Table 2 Quality results: FSA to OFA comparison
Fig. 9
figure 9

Example OFA outputs: FSA success and failure cases

6 Conclusions

The proposed FSA method allowed to efficiently improve the considered algorithms, which classify images in video streams. It uses the temporal information in classification sequences, which in real-life videos are considered to represent underlying continuous processes. Therefore, the same approach can be applied to numerous other OFA algorithms.

We have presented a systematic and complete approach to defining and analyzing the properties of FSA schemes. After extending a simple majority voting scheme with additional parameters (significance distribution \(D_{\lambda }\) and acceptance threshold A), we have shown how they influence all quality measures. In all cases, setting A close to 0.5 led to the best results. The best frame significance distribution parameter \(\lambda \) varied between cases, concentrating in different ranges of possible values. Other distributions can be analyzed, as our method allows to embed them. The relationship of the optimal window size w with the scene lengths’ distribution fulfills the assumption from Eq. 5.

Our results have allowed to establish the applicability of the FSA method. It performs best in videos of non-perfect quality, where single OFA classifications are affected by distortions. In cases with a very high OFA accuracy level, the FSA step’s effect would be smaller.

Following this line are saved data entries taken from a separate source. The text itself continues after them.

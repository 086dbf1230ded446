use crate::document::{compute_average_rating, Document, DocumentData, DocumentStatus};
use crate::error::{Result, SearchError};
use crate::index::{IndexStats, InvertedIndex};
use crate::query::Query;
use crate::ranking::{compute_relevance, rank_documents};
use crate::tokenizer::{split_into_words, StopWords};
use std::collections::{BTreeMap, HashMap};
use tracing::debug;

/// Main search engine.
///
/// Owns the document store, the inverted index and the insertion-order id
/// list. Every operation runs to completion before returning; ingestion
/// must be serialized against queries by the caller.
#[derive(Debug, Clone, Default)]
pub struct SearchServer {
    stop_words: StopWords,
    index: InvertedIndex,
    storage: HashMap<i32, DocumentData>,
    document_ids: Vec<i32>,
}

impl SearchServer {
    /// Create an empty search server without stop words
    pub fn new() -> Self {
        Self::default()
    }

    /// Create a search server with a validated stop-word collection
    pub fn with_stop_words<I, S>(stop_words: I) -> Result<Self>
    where
        I: IntoIterator<Item = S>,
        S: AsRef<str>,
    {
        Ok(Self {
            stop_words: StopWords::from_words(stop_words)?,
            ..Self::default()
        })
    }

    /// Create a search server from space-separated stop words
    pub fn from_stop_words_text(text: &str) -> Result<Self> {
        Self::with_stop_words(split_into_words(text))
    }

    /// Add more stop words.
    ///
    /// Documents that are already indexed keep their words.
    pub fn set_stop_words(&mut self, text: &str) {
        self.stop_words.extend_from_text(text);
    }

    /// Index a document. Nothing is modified when validation fails.
    pub fn add_document(
        &mut self,
        document_id: i32,
        document: &str,
        status: DocumentStatus,
        ratings: &[i32],
    ) -> Result<()> {
        if document_id < 0 {
            return Err(SearchError::NegativeDocumentId(document_id));
        }
        if self.storage.contains_key(&document_id) {
            return Err(SearchError::DuplicateDocumentId(document_id));
        }
        let words = self.stop_words.analyze(document)?;

        let rating = compute_average_rating(ratings);
        self.index.add_document(document_id, &words);
        self.storage.insert(document_id, DocumentData { rating, status });
        self.document_ids.push(document_id);

        debug!(
            document_id,
            words = words.len(),
            rating,
            ?status,
            "Document added"
        );
        Ok(())
    }

    /// Remove a document from every structure. Returns whether it existed.
    pub fn remove_document(&mut self, document_id: i32) -> bool {
        if self.storage.remove(&document_id).is_none() {
            return false;
        }
        self.index.remove_document(document_id);
        self.document_ids.retain(|&id| id != document_id);

        debug!(document_id, "Document removed");
        true
    }

    /// Top documents for `raw_query` among those accepted by `predicate`
    pub fn find_top_documents_by<P>(&self, raw_query: &str, predicate: P) -> Result<Vec<Document>>
    where
        P: Fn(i32, DocumentStatus, i32) -> bool,
    {
        let query = Query::parse(raw_query, &self.stop_words)?;
        let relevance = compute_relevance(&query, &self.index, &self.storage, predicate);
        let documents = rank_documents(&relevance, &self.storage);

        debug!(
            query = raw_query,
            matched = relevance.len(),
            returned = documents.len(),
            "Search finished"
        );
        Ok(documents)
    }

    /// Top documents with the given status
    pub fn find_top_documents_with_status(
        &self,
        raw_query: &str,
        status: DocumentStatus,
    ) -> Result<Vec<Document>> {
        self.find_top_documents_by(raw_query, |_, document_status, _| document_status == status)
    }

    /// Top documents with [`DocumentStatus::Actual`]
    pub fn find_top_documents(&self, raw_query: &str) -> Result<Vec<Document>> {
        self.find_top_documents_with_status(raw_query, DocumentStatus::Actual)
    }

    /// Plus words of the query found in the document, or nothing if any
    /// minus word is found there.
    pub fn match_document(
        &self,
        raw_query: &str,
        document_id: i32,
    ) -> Result<(Vec<String>, DocumentStatus)> {
        let query = Query::parse(raw_query, &self.stop_words)?;
        let status = self
            .storage
            .get(&document_id)
            .map(|data| data.status)
            .ok_or(SearchError::DocumentNotFound(document_id))?;

        if query
            .minus_words
            .iter()
            .any(|word| self.index.contains(word, document_id))
        {
            return Ok((Vec::new(), status));
        }

        let matched_words = query
            .plus_words
            .into_iter()
            .filter(|word| self.index.contains(word, document_id))
            .collect();

        Ok((matched_words, status))
    }

    pub fn document_count(&self) -> usize {
        self.storage.len()
    }

    /// Id of the document added at position `index`
    pub fn document_id(&self, index: usize) -> Result<i32> {
        self.document_ids
            .get(index)
            .copied()
            .ok_or(SearchError::IndexOutOfRange {
                index,
                count: self.document_ids.len(),
            })
    }

    /// Document ids in insertion order
    pub fn document_ids(&self) -> std::iter::Copied<std::slice::Iter<'_, i32>> {
        self.document_ids.iter().copied()
    }

    /// Word frequencies of a document, empty for unknown ids
    pub fn word_frequencies(&self, document_id: i32) -> &BTreeMap<String, f64> {
        self.index.word_frequencies(document_id)
    }

    pub fn stop_words(&self) -> &StopWords {
        &self.stop_words
    }

    /// Get index statistics
    pub fn index_stats(&self) -> IndexStats {
        self.index.stats(self.document_count())
    }
}

impl<'a> IntoIterator for &'a SearchServer {
    type Item = i32;
    type IntoIter = std::iter::Copied<std::slice::Iter<'a, i32>>;

    fn into_iter(self) -> Self::IntoIter {
        self.document_ids()
    }
}
//! CLI arguments and node.ini discovery

use std::net::SocketAddr;

use clap::Parser;

/// BPQ node monitor bridge
#[derive(Parser, Debug)]
#[command(name = "tnc-bridge", version)]
pub struct Args {
    /// Callsign to use as the password for the telnet connection to the node
    #[arg(long)]
    pub call: Option<String>,

    /// Hostname of the node to connect to
    #[arg(long, default_value = "localhost")]
    pub host: String,

    /// Number of ports to monitor
    #[arg(long, default_value_t = 12)]
    pub ports: usize,

    /// Number of lines to store in the replay buffer
    #[arg(long = "buffer-size", default_value_t = 5000)]
    pub buffer_size: usize,

    /// HTTP/WebSocket listen address
    #[arg(long, default_value = "0.0.0.0:8212")]
    pub listen: SocketAddr,

    /// Echo monitor chunks to stdout
    #[arg(long = "console-out")]
    pub console_out: bool,
}

impl Args {
    /// Resolve the node login callsign: the flag wins, then `~/node.ini`
    pub fn resolve_callsign(&self) -> Option<String> {
        self.call.clone().or_else(node_ini_callsign)
    }
}

/// Look up `local-op-callsign:<call>` in the operator's node.ini
fn node_ini_callsign() -> Option<String> {
    let path = dirs::home_dir()?.join("node.ini");
    let contents = std::fs::read_to_string(path).ok()?;
    callsign_from_ini(&contents)
}

fn callsign_from_ini(contents: &str) -> Option<String> {
    contents.lines().find_map(|line| {
        let (key, value) = line.split_once(':')?;
        (key == "local-op-callsign").then(|| value.to_string())
    })
}

#[cfg(test)]
mod tests {
    use super::callsign_from_ini;

    #[test]
    fn test_finds_callsign_line() {
        let ini = "node-alias:MIKE\nlocal-op-callsign:N0CALL\nidle-timeout:900\n";
        assert_eq!(callsign_from_ini(ini).as_deref(), Some("N0CALL"));
    }

    #[test]
    fn test_missing_key() {
        assert_eq!(callsign_from_ini("node-alias:MIKE\n"), None);
        assert_eq!(callsign_from_ini(""), None);
    }

    #[test]
    fn test_key_must_match_exactly() {
        assert_eq!(callsign_from_ini("xlocal-op-callsign:N0CALL\n"), None);
    }
}
//! Monitor-side state for the TNC bridge
//!
//! The decoder itself is memoryless; everything that accumulates across
//! lines lives here: the bounded replay history for late-joining clients,
//! the rolling per-minute message-rate histogram, the set of known ports
//! with their latest telemetry snapshot, and the deterministic route
//! coloring the dashboard uses to tell conversations apart.

pub mod color;
pub mod history;
pub mod ports;
pub mod rate;

pub use color::route_color;
pub use history::History;
pub use ports::{PortRegistry, PortStats};
pub use rate::RateHistogram;

use chrono::{DateTime, Utc};
use tnc_protocol::TncTelemetry;

/// Aggregate monitor state, one instance per bridge
pub struct MonitorState {
    /// Replay history of broadcast payloads
    pub history: History,
    /// Per-minute message counts
    pub rate: RateHistogram,
    /// Known ports and their statistics
    pub ports: PortRegistry,
}

impl MonitorState {
    /// Create monitor state with the given history capacity
    pub fn new(history_capacity: usize) -> Self {
        Self {
            history: History::new(history_capacity),
            rate: RateHistogram::default(),
            ports: PortRegistry::default(),
        }
    }

    /// Record a monitor line observed on a port at the given instant
    pub fn observe_line(&mut self, port: Option<u32>, at: DateTime<Utc>) {
        self.rate.record(at);
        if let Some(port) = port {
            self.ports.record_frame(port, at);
        }
    }

    /// Record a telemetry broadcast for a port
    pub fn observe_telemetry(&mut self, port: u32, at: DateTime<Utc>, telemetry: TncTelemetry) {
        self.ports.record_telemetry(port, at, telemetry);
    }
}
//! Integration tests for the monitor stream pipeline
//!
//! These tests verify the path a dashboard follows over realistic node
//! output: a raw monitor chunk is framed into a monitor line, the trace
//! is decoded from `route` plus `message`, the timestamp is normalized,
//! and telemetry broadcasts are picked apart.

use chrono::{TimeZone, Utc};
use tnc_protocol::{
    decode, normalize_timestamp_at, parse_monitor_line, parse_telemetry, DecodedFrame,
    FrameCategory, LinkDirection, PollFinal,
};

mod helpers {
    use super::*;

    /// Decode a log event the way the dashboard does: the message alone
    /// when it is a self-contained `SRC > DST` trace, otherwise the route
    /// glued back in front of it.
    pub fn decode_log_event(route: &str, message: &str) -> Option<DecodedFrame> {
        decode(message).or_else(|| decode(&format!("{route} {message}")))
    }
}

#[test]
fn test_received_ui_frame_end_to_end() {
    let chunk = "16:34:33R N0CALL-1>APRS Port=1 <UI pid=F0 Len=50>:!4903.50N/07201.75W-Hello";

    let line = parse_monitor_line(chunk).expect("monitor framing should parse");
    assert_eq!(line.direction, LinkDirection::Receive);
    assert_eq!(line.route, "N0CALL-1>APRS");
    assert_eq!(line.port, "1");

    let frame = helpers::decode_log_event(&line.route, &line.message)
        .expect("trace should decode");
    assert_eq!(frame.frame_type, FrameCategory::UnnumberedInformation);
    assert_eq!(frame.source.call, "N0CALL");
    assert_eq!(frame.source.ssid.as_deref(), Some("1"));
    assert_eq!(frame.destination.call, "APRS");
    assert_eq!(frame.pid.as_deref(), Some("0xF0"));
    assert_eq!(frame.protocol.as_deref(), Some("Text/APRS"));
    assert_eq!(frame.control.ui_len.as_deref(), Some("50"));
    assert_eq!(frame.info, "!4903.50N/07201.75W-Hello");
}

#[test]
fn test_transmitted_i_frame_with_netrom_payload() {
    let chunk = "09:15:00T WF8E-2>WA2M-9 Port=2 <I C P S0 R0> :NET/ROM\n  WF8E-2 to WA2M-9 ttl 7 cct=09D1";

    let line = parse_monitor_line(chunk).unwrap();
    assert_eq!(line.direction, LinkDirection::Transmit);

    let frame = helpers::decode_log_event(&line.route, &line.message).unwrap();
    assert_eq!(frame.frame_type, FrameCategory::Information);
    assert_eq!(frame.control.ns.as_deref(), Some("0"));
    assert_eq!(frame.control.nr.as_deref(), Some("0"));
    assert_eq!(frame.control.poll_final, Some(PollFinal::Poll));
    assert_eq!(frame.protocol.as_deref(), Some("NET/ROM"));
    assert_eq!(frame.pid.as_deref(), Some("L3 (NET/ROM)"));
}

#[test]
fn test_supervisory_frame_has_no_protocol() {
    let line = parse_monitor_line("10:00:00R N0CALL-4>N0CALL-5 Port=3 <RR R F R6>").unwrap();
    let frame = helpers::decode_log_event(&line.route, &line.message).unwrap();

    assert_eq!(frame.frame_type, FrameCategory::ReceiveReady);
    assert!(frame.control.is_response);
    assert_eq!(frame.control.poll_final, Some(PollFinal::Final));
    assert_eq!(frame.control.nr.as_deref(), Some("6"));
    assert_eq!(frame.pid, None);
    assert_eq!(frame.protocol, None);
}

#[test]
fn test_unparseable_message_stays_raw() {
    let line = parse_monitor_line("10:00:00R N0CALL>SWITCH Port=1 link reset").unwrap();
    // "link reset" alone is no trace, but route + message still decodes as
    // a control-less text frame.
    let frame = helpers::decode_log_event(&line.route, &line.message).unwrap();
    assert_eq!(frame.frame_type, FrameCategory::Unknown);
    assert_eq!(frame.protocol.as_deref(), Some("Text"));
    assert_eq!(frame.pid.as_deref(), Some("Text (Assumed)"));

    // A chunk without framing decodes to nothing at any stage.
    assert_eq!(parse_monitor_line("node restarting, stand by"), None);
    assert_eq!(decode("node restarting, stand by"), None);
}

#[test]
fn test_line_timestamp_normalization() {
    let now = Utc.with_ymd_and_hms(2025, 6, 16, 0, 0, 1).unwrap();
    let line = parse_monitor_line("23:59:59R N0CALL>APRS Port=1 <UI C>:late").unwrap();

    let at = normalize_timestamp_at(&line.timestamp, now).unwrap();
    assert_eq!(at, Utc.with_ymd_and_hms(2025, 6, 15, 23, 59, 59).unwrap());
}

#[test]
fn test_telemetry_broadcast_end_to_end() {
    let chunk = "16:34:33R TNC>USB Port=1 <UI C>:=00:2.76=01:13FAAAAut=02:0010FB70=03:00000001=04:00000002=06:00000001=07:00000000=08:00000011=09:00000000=0A:00000022=0B:00000012=0C:02157BDF=0D:0000064B=0E:00000000=0F:00000000=10:000002B6=11:00000000";

    // The broadcast is framed like any other monitor line...
    let line = parse_monitor_line(chunk).unwrap();
    assert_eq!(line.route, "TNC>USB");

    // ...and the full chunk parses as telemetry.
    let (port, data) = parse_telemetry(chunk).unwrap();
    assert_eq!(port, 1);
    assert_eq!(data.firmware_version, "2.76");
    assert_eq!(data.uptime, "18m");
    assert_eq!(data.ptt_on_time, "1s");

    // The same payload also decodes as a plain UI frame for display.
    let frame = helpers::decode_log_event(&line.route, &line.message).unwrap();
    assert_eq!(frame.frame_type, FrameCategory::UnnumberedInformation);
    assert!(frame.control.is_command);
}

#[test]
fn test_digipeated_route_preserves_raw_sides() {
    let line =
        parse_monitor_line("11:22:33R N0CALL-1>N0CALL-2 Port=1 <UI C> :via test").unwrap();
    let frame = helpers::decode_log_event(
        &line.route,
        "N0CALL-1 VIA DIGI1-2 > N0CALL-2,DIGI1 <UI C> :hops",
    )
    .unwrap();

    assert_eq!(frame.source_raw, "N0CALL-1 VIA DIGI1-2");
    assert_eq!(frame.dest_raw, "N0CALL-2,DIGI1");
    assert_eq!(frame.source.call, "N0CALL");
    assert_eq!(frame.destination.ssid.as_deref(), Some("2"));
}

We propose continued experiments with different distributions and other parameterizations of the FSA scheme. Furthermore, an extended approach can be developed, which determines the significance distribution in the shifting window empirically, by measuring the similarity of frames. This could improve the FSA method quality, at the cost of computational efficiency.

We also propose to consider multi-categorical classifications, by using a binary encoding (“1 of n”—one-hot) of the category labels. A method of generalizing the FSA approach can be conceived, where the FSA step operates on single binary positions of the encoded classification before a label is chosen.

Finally, also further experimentation with new datasets and OFA algorithms is encouraged, to develop universal guidelines for the method’s application.